◆ **What you need to do**
Below are the records. State how many of their lines hold the word "FormattedTable", and add nothing else.

*** Opening of Input for this task ***

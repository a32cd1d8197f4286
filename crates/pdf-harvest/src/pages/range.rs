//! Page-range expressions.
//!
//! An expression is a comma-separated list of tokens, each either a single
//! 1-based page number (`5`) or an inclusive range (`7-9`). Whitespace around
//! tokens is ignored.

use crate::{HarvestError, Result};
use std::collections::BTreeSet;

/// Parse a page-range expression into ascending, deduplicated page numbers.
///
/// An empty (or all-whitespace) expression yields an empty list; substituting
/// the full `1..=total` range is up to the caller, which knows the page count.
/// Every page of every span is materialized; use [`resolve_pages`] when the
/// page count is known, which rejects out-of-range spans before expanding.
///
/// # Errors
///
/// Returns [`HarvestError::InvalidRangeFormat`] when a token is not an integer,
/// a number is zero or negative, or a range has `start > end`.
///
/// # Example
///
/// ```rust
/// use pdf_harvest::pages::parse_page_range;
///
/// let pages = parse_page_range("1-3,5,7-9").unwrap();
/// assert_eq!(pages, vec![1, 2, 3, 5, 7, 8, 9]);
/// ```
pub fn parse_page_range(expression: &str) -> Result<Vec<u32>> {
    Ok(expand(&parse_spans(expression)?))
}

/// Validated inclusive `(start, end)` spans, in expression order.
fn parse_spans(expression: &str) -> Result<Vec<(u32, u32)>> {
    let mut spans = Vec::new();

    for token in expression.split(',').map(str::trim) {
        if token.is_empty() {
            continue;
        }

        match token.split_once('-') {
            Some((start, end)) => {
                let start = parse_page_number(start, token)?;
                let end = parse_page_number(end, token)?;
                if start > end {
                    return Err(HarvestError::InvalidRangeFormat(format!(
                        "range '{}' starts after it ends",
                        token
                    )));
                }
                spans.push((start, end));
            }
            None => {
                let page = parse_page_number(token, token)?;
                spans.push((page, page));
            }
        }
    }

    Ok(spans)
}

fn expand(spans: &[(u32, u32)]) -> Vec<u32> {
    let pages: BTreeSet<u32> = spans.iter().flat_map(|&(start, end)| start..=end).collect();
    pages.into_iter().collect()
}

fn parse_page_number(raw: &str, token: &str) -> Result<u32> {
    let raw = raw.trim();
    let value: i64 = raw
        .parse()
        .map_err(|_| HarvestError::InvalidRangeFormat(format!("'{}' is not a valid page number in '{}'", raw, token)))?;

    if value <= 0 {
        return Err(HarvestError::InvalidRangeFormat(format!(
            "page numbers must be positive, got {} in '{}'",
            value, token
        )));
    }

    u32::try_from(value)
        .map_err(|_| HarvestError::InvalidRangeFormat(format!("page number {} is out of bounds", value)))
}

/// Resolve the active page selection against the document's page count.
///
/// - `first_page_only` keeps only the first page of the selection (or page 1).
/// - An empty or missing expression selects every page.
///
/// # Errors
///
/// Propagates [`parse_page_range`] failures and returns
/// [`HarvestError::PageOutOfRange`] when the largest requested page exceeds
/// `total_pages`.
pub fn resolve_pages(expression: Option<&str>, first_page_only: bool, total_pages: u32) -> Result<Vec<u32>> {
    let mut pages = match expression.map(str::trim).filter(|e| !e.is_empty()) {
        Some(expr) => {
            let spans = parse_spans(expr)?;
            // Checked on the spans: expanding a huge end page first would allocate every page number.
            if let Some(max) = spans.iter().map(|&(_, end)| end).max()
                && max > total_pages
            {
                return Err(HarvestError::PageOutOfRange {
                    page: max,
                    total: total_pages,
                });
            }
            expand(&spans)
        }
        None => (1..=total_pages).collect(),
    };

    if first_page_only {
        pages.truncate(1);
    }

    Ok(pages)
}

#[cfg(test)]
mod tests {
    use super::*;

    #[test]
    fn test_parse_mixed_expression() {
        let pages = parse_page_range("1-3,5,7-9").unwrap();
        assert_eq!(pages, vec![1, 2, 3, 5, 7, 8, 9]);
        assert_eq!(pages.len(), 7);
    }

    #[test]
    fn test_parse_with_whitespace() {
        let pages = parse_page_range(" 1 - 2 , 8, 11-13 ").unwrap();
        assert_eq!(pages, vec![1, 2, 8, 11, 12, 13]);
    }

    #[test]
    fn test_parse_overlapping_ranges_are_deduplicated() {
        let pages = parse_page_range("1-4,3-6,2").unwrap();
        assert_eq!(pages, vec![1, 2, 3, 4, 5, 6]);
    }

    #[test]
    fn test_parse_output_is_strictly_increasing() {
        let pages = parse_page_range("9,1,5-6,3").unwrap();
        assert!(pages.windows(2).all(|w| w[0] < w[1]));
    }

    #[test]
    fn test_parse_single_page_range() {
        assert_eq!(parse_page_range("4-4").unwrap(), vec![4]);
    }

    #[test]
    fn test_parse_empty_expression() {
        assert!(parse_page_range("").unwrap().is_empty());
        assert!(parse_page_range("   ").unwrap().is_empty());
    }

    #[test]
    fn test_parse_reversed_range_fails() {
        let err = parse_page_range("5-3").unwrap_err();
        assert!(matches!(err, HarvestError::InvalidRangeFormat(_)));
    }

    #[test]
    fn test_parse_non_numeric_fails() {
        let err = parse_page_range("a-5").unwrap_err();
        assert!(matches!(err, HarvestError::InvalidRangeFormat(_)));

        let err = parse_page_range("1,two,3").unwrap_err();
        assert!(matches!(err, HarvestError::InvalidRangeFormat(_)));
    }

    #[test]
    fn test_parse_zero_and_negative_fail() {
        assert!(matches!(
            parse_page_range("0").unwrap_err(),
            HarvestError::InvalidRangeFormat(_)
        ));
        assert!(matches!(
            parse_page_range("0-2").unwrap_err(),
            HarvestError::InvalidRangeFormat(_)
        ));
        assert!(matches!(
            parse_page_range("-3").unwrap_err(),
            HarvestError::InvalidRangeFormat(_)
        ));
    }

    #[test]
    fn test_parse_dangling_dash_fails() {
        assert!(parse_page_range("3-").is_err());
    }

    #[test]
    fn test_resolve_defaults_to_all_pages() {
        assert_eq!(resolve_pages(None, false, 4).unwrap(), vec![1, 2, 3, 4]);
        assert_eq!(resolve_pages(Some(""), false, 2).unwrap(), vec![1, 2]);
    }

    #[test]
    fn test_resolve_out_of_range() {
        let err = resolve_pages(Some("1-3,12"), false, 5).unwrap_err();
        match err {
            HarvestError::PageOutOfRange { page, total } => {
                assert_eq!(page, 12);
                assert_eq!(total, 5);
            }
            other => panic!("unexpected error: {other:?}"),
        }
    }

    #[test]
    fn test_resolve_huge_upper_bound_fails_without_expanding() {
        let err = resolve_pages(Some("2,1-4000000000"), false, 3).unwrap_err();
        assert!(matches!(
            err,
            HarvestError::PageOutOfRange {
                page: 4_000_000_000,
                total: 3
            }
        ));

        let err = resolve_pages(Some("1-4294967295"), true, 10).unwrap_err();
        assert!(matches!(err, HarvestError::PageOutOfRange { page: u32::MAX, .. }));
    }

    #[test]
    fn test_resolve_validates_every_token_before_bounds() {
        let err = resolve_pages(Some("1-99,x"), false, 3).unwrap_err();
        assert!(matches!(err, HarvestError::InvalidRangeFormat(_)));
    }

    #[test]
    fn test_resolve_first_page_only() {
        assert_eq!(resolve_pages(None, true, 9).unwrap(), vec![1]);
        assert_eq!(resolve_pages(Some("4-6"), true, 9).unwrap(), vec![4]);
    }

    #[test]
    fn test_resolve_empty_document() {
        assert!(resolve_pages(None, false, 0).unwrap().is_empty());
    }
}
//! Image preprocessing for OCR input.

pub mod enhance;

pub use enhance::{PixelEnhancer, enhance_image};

*** Close of Input for this task ***
*** Opening of Input for this task ***

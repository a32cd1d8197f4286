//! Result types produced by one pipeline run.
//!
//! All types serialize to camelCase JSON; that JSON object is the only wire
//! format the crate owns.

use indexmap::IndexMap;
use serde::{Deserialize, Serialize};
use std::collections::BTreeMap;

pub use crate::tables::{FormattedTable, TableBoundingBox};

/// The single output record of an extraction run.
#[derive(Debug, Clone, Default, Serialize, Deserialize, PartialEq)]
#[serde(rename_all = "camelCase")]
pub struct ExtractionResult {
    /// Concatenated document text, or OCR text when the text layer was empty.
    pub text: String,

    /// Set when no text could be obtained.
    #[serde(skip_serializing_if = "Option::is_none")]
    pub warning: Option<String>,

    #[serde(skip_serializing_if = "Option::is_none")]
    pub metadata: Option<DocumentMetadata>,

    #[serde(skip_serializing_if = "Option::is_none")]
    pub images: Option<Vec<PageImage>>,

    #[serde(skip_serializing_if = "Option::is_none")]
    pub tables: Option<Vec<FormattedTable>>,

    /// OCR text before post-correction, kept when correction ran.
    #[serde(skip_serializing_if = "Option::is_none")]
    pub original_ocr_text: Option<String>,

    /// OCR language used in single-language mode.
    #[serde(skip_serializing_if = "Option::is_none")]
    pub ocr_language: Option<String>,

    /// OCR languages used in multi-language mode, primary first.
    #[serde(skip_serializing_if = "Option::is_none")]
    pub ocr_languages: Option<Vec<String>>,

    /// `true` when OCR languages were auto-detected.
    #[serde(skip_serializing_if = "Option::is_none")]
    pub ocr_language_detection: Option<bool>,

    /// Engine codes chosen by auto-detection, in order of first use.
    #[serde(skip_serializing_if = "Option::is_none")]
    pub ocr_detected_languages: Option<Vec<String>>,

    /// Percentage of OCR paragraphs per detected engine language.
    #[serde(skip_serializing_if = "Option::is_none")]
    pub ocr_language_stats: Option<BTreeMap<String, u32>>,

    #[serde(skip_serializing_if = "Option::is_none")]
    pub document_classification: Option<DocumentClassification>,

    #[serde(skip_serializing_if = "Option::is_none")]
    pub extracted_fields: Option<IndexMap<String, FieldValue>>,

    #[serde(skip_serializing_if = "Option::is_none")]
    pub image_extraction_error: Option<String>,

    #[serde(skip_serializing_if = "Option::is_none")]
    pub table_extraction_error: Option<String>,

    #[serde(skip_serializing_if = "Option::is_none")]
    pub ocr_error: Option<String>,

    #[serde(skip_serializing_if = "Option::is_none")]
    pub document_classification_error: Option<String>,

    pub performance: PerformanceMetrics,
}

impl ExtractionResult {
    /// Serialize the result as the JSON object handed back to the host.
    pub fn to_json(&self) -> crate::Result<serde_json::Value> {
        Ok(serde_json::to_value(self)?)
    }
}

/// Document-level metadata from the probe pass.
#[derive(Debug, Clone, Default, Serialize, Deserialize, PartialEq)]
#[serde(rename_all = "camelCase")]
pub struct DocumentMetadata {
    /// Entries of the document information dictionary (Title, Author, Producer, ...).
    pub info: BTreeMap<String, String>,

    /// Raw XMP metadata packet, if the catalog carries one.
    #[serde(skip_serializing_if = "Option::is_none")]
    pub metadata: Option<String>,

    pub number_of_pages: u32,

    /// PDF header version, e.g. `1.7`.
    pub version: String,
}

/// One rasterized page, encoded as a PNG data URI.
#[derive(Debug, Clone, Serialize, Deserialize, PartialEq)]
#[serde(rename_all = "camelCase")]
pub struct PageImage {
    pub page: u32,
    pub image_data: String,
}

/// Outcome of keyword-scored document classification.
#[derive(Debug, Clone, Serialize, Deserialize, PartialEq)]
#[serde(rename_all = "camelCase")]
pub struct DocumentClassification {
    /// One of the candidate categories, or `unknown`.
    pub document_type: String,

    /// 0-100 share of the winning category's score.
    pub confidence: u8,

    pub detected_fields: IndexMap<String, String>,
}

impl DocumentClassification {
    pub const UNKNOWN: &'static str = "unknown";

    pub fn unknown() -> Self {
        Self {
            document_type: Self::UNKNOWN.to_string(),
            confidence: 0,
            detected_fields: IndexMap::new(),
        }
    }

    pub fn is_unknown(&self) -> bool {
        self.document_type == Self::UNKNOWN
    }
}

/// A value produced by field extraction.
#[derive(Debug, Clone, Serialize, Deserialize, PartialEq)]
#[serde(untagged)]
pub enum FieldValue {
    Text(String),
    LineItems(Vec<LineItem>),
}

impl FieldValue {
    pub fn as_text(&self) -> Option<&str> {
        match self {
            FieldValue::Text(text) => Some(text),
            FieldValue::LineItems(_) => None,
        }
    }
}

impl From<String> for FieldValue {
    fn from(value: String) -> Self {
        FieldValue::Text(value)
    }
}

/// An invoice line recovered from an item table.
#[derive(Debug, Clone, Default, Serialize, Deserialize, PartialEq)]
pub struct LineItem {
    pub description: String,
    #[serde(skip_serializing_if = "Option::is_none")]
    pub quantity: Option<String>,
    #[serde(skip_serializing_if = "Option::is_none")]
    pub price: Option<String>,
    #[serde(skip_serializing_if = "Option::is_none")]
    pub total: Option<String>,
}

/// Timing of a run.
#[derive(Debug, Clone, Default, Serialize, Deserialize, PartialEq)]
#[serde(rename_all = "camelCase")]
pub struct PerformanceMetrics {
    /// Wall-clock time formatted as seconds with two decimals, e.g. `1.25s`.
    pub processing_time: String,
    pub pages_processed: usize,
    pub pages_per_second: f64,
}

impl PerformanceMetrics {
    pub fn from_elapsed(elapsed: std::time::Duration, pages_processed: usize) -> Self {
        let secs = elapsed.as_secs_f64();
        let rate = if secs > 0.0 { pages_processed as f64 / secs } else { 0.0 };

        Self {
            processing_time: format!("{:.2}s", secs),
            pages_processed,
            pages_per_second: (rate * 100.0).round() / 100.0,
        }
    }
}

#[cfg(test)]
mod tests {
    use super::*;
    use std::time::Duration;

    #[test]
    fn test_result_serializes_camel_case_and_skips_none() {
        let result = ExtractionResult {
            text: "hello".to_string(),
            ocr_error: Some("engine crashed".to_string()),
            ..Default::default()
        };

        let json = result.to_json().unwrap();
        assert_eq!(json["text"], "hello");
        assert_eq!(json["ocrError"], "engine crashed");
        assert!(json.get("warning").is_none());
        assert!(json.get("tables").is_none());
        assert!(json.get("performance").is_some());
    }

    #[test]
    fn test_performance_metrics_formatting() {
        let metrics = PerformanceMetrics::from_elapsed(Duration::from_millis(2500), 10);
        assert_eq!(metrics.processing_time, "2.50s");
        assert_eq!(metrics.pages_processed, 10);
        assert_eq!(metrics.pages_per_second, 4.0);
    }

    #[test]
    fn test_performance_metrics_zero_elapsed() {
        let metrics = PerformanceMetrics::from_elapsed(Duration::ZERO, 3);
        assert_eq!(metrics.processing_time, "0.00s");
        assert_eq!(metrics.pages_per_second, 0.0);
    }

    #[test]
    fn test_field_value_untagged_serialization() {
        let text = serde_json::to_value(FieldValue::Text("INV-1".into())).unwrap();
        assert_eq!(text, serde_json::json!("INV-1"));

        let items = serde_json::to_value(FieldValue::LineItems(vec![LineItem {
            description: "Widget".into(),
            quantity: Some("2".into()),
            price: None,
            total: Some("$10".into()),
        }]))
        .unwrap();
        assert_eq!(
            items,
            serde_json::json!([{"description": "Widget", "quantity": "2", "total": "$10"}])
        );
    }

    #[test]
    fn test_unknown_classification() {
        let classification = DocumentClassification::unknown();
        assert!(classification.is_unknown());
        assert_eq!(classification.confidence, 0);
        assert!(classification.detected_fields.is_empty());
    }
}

*** Close of Input for this task ***
*** Opening of Input for this task ***

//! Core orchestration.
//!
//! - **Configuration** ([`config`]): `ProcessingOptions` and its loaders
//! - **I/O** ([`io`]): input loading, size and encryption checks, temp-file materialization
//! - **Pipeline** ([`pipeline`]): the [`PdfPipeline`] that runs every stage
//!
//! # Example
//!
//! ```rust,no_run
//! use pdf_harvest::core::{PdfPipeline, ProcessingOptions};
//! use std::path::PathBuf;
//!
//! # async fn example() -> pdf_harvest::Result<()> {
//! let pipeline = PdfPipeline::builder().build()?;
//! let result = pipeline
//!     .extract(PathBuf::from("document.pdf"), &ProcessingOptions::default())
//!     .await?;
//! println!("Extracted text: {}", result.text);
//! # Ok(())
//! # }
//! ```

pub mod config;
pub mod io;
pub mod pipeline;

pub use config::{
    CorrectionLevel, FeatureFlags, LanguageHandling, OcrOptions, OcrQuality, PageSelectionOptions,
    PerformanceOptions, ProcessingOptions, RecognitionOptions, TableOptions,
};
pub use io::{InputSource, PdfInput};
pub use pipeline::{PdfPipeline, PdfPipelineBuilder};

*** Close of Input for this task ***

◆ **Reply**
2